Menorca no es solo un emplazamiento, es un condicionante fundamental del proyecto arquitectónico. El clima mediterráneo, la orientación solar, los vientos dominantes, la humedad ambiental y la relación con el paisaje obligan a proyectar desde el lugar y no desde soluciones genéricas. La arquitectura sostenible en Menorca parte de comprender estas variables para convertirlas en aliadas del diseño.
Trabajar con el entorno implica estudiar cuidadosamente la orientación de los espacios, la protección solar, la ventilación cruzada y la relación interior–exterior. No se trata únicamente de cumplir normativas, sino de crear espacios confortables, eficientes y coherentes con la isla. Una buena arquitectura es aquella que se integra de forma natural, casi silenciosa, en su contexto.

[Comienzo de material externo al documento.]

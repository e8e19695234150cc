//! This module contains errors pertaining to the merging of paths.

use thiserror::Error;

use crate::path::Address;

/// Errors that occur when folding a group of paths into a single path.
#[derive(Clone, Debug, Eq, Error, PartialEq)]
pub enum Error {
    #[error("Paths at {addresses:x?} cannot be merged as they are at different addresses")]
    MismatchedAddresses { addresses: Vec<Address> },

    #[error("The states of the paths cannot be merged: {reason}")]
    Incompatible { reason: String },
}

impl Error {
    /// Constructs an incompatibility error with the provided `reason`.
    pub fn incompatible(reason: impl Into<String>) -> Self {
        Self::Incompatible {
            reason: reason.into(),
        }
    }
}

/// The result type for merge operations.
pub type Result<T> = std::result::Result<T, Error>;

La sostenibilidad no se limita al uso de materiales ecológicos. También tiene que ver con la durabilidad del edificio, su bajo mantenimiento, la eficiencia energética y la calidad de vida que ofrece a quienes lo habitan. Diseñar bien desde el inicio reduce consumos, evita soluciones correctivas posteriores y alarga la vida útil del edificio.
En Menorca, la arquitectura sostenible debe equilibrar tradición y tecnología. Sistemas constructivos actuales pueden convivir con técnicas tradicionales, siempre que el proyecto esté bien pensado. El resultado es una arquitectura honesta, eficiente y respetuosa con el entorno.